While Jonesy, Nicholson and Leeann are still in the bunker, zombies come in surrounding them. Nicholson orders them to fight but Jonesy is too scared and can only watch. Nicholson is killed and Jonesy instead watches Leeann fight them herself but she tires out and falls and is killed as well. Jonesy then states his failure to the camera and commits suicide via pistol when a zombie grabs him.

Footage throughout the film, show soldiers in hazmat gear gathering survivors and killing them to prevent further infection reveal them to be Jones, Maddox, Carter and Kayne, facing the psychological damage of slaughtering possible innocents and burning their remains during a time when the infection wasn't clear. For the last time, a camera blinks out.

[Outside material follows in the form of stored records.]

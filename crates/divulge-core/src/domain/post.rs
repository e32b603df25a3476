use chrono::{DateTime, Utc};
use serde::{Deserialize, Serialize};
use uuid::Uuid;

use crate::error::DomainError;

/// Extension used for content blobs unless configured otherwise.
pub const DEFAULT_CONTENT_EXTENSION: &str = "md";

/// Derive the content store key for a post.
pub fn content_path(id: Uuid, extension: &str) -> String {
    format!("{id}.{extension}")
}

/// Lifecycle state of a stored post.
#[derive(Debug, Clone, Copy, PartialEq, Eq, Serialize, Deserialize)]
#[serde(rename_all = "lowercase")]
pub enum PostState {
    Draft,
    Published,
}

/// Post entity - a blog post whose body lives in the content store.
///
/// `id` is `None` until the post has been saved once. `content_path` is
/// assigned by the coordinator and never taken from callers; `content` is
/// carried alongside the metadata but is not persisted by the metadata store.
#[derive(Debug, Clone, Serialize, Deserialize)]
#[serde(rename_all = "camelCase")]
pub struct Post {
    pub id: Option<Uuid>,
    pub account_id: Uuid,
    pub author_id: Uuid,
    pub title: String,
    pub summary: String,
    #[serde(skip_deserializing)]
    pub content_path: Option<String>,
    #[serde(default)]
    pub content: String,
    pub created_at: DateTime<Utc>,
    pub updated_at: DateTime<Utc>,
    pub published_at: Option<DateTime<Utc>>,
}

impl Post {
    /// Create a new, unsaved draft.
    pub fn new(
        account_id: Uuid,
        author_id: Uuid,
        title: impl Into<String>,
        summary: impl Into<String>,
        content: impl Into<String>,
    ) -> Self {
        let now = Utc::now();
        Self {
            id: None,
            account_id,
            author_id,
            title: title.into(),
            summary: summary.into(),
            content_path: None,
            content: content.into(),
            created_at: now,
            updated_at: now,
            published_at: None,
        }
    }

    pub fn is_new(&self) -> bool {
        self.id.is_none()
    }

    pub fn state(&self) -> PostState {
        match self.published_at {
            Some(_) => PostState::Published,
            None => PostState::Draft,
        }
    }

    /// Check the fields every saved post must carry.
    pub fn validate(&self) -> Result<(), DomainError> {
        let mut missing = Vec::new();
        if self.title.trim().is_empty() {
            missing.push("title");
        }
        if self.account_id.is_nil() {
            missing.push("accountId");
        }
        if self.author_id.is_nil() {
            missing.push("authorId");
        }

        if missing.is_empty() {
            Ok(())
        } else {
            Err(DomainError::Validation(format!(
                "missing required fields: {}",
                missing.join(", ")
            )))
        }
    }
}
use chrono::{DateTime, Utc};
use serde::{Deserialize, Serialize};
use uuid::Uuid;

/// User entity - a member of zero or more accounts who authors posts.
#[derive(Debug, Clone, Serialize, Deserialize)]
pub struct User {
    pub id: Option<Uuid>,
    pub name: String,
    pub email: String,
    pub accounts: Vec<Uuid>,
    pub created_at: DateTime<Utc>,
    pub updated_at: DateTime<Utc>,
    pub deleted_at: Option<DateTime<Utc>>,
}

impl User {
    /// Create a new, unsaved user with no account memberships.
    pub fn new(name: impl Into<String>, email: impl Into<String>) -> Self {
        let now = Utc::now();
        Self {
            id: None,
            name: name.into(),
            email: email.into(),
            accounts: Vec::new(),
            created_at: now,
            updated_at: now,
            deleted_at: None,
        }
    }

    pub fn with_accounts(mut self, accounts: Vec<Uuid>) -> Self {
        self.accounts = accounts;
        self
    }

    pub fn is_deleted(&self) -> bool {
        self.deleted_at.is_some()
    }
}
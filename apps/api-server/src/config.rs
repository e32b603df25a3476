//! Application configuration loaded from environment variables.

use std::env;
use std::path::PathBuf;

use divulge_core::domain::DEFAULT_CONTENT_EXTENSION;
use divulge_infra::database::DatabaseConfig;

/// Where post bodies are stored.
#[derive(Debug, Clone)]
pub struct ContentConfig {
    pub root: PathBuf,
    pub extension: String,
}

/// Application configuration.
#[derive(Debug, Clone)]
pub struct AppConfig {
    pub host: String,
    pub port: u16,
    pub database: Option<DatabaseConfig>,
    pub content: ContentConfig,
}

impl AppConfig {
    /// Load configuration from environment variables.
    pub fn from_env() -> Self {
        Self::from_lookup(|key| env::var(key).ok())
    }

    /// Load configuration from an arbitrary key lookup.
    pub fn from_lookup<F>(lookup: F) -> Self
    where
        F: Fn(&str) -> Option<String>,
    {
        let database = lookup("DATABASE_URL").map(|url| {
            let mut db = DatabaseConfig::new(url);
            if let Some(max) = parsed(&lookup, "DB_MAX_CONNECTIONS") {
                db.max_connections = max;
            }
            if let Some(min) = parsed(&lookup, "DB_MIN_CONNECTIONS") {
                db.min_connections = min;
            }
            db
        });

        let content = ContentConfig {
            root: lookup("CONTENT_ROOT")
                .map(PathBuf::from)
                .unwrap_or_else(|| PathBuf::from("./content")),
            extension: lookup("CONTENT_EXTENSION")
                .map(|ext| ext.trim_start_matches('.').to_string())
                .filter(|ext| !ext.is_empty())
                .unwrap_or_else(|| DEFAULT_CONTENT_EXTENSION.to_string()),
        };

        Self {
            host: lookup("HOST").unwrap_or_else(|| "127.0.0.1".to_string()),
            port: parsed(&lookup, "PORT").unwrap_or(8080),
            database,
            content,
        }
    }
}

fn parsed<T, F>(lookup: &F, key: &str) -> Option<T>
where
    T: std::str::FromStr,
    F: Fn(&str) -> Option<String>,
{
    lookup(key).and_then(|s| s.parse().ok())
}

#[cfg(test)]
mod tests {
    use super::*;
    use std::collections::HashMap;

    fn config_from(vars: &[(&str, &str)]) -> AppConfig {
        let vars: HashMap<String, String> = vars
            .iter()
            .map(|(k, v)| (k.to_string(), v.to_string()))
            .collect();
        AppConfig::from_lookup(|key| vars.get(key).cloned())
    }

    #[test]
    fn test_defaults() {
        let config = config_from(&[]);
        assert_eq!(config.host, "127.0.0.1");
        assert_eq!(config.port, 8080);
        assert!(config.database.is_none());
        assert_eq!(config.content.root, PathBuf::from("./content"));
        assert_eq!(config.content.extension, "md");
    }

    #[test]
    fn test_overrides() {
        let config = config_from(&[
            ("PORT", "9000"),
            ("DATABASE_URL", "postgres://localhost/divulge"),
            ("DB_MAX_CONNECTIONS", "20"),
            ("CONTENT_ROOT", "/var/lib/divulge"),
            ("CONTENT_EXTENSION", ".txt"),
        ]);
        assert_eq!(config.port, 9000);
        let db = config.database.unwrap();
        assert_eq!(db.url, "postgres://localhost/divulge");
        assert_eq!(db.max_connections, 20);
        assert_eq!(db.min_connections, 10);
        assert_eq!(config.content.root, PathBuf::from("/var/lib/divulge"));
        assert_eq!(config.content.extension, "txt");
    }

    #[test]
    fn test_invalid_port_falls_back() {
        assert_eq!(config_from(&[("PORT", "not-a-port")]).port, 8080);
    }
}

The ending of the film dispenses with the found footage approach and is presented in a traditional cinema style, showing Maddox as the sole survivor of the group. Walking the beach at sunrise, he is taken back at being alive as the beauty of sunrise gives an uncertain future. On the shoreline he stumbles across other survivors, a husband and his pregnant wife, who beg for his help after revealing they had come to the UK in seek of refuge from their destroyed city of Rotterdam in Holland. They reveal they were told that the UK was safe and survivors were gathering there. They ask Maddox to help them.

==Cast==
- Vicky Araico as Kayne
- Hiram Bleetman as Manny
- Tobias Bowman as Nicholson
- Philip Brodie as Maddox
- Criselda Cabitac as Sandra
- Okorie Chukwu as Carter
- Marshall Griffin as Andrews
- Russell Jones as Goke
- Josh Myers as Curtis
- Rob Oldfield as Jonesy
- Alix Wilton Regan as Leeann
- Craig Stovin as Tom
- Aj Williams as Snake

==Reception==
Ain't It Cool News praised the film, saying: “Zombie Diaries 2, like its predecessor, is your higher quality zombie film. The gore is top notch. There are quite a few scenes with true scares. And of course, it’s a nice homage to the original Dead trilogy with an adherence to Romero’s rules of zombie.” Time Out also lavished praise on the film stating that, compared to the first film “the production values are classier; and co-directors Michael Bartlett and Kevin Gates’s handling of the relentlessly grim, apocalyptic setting is more assured.”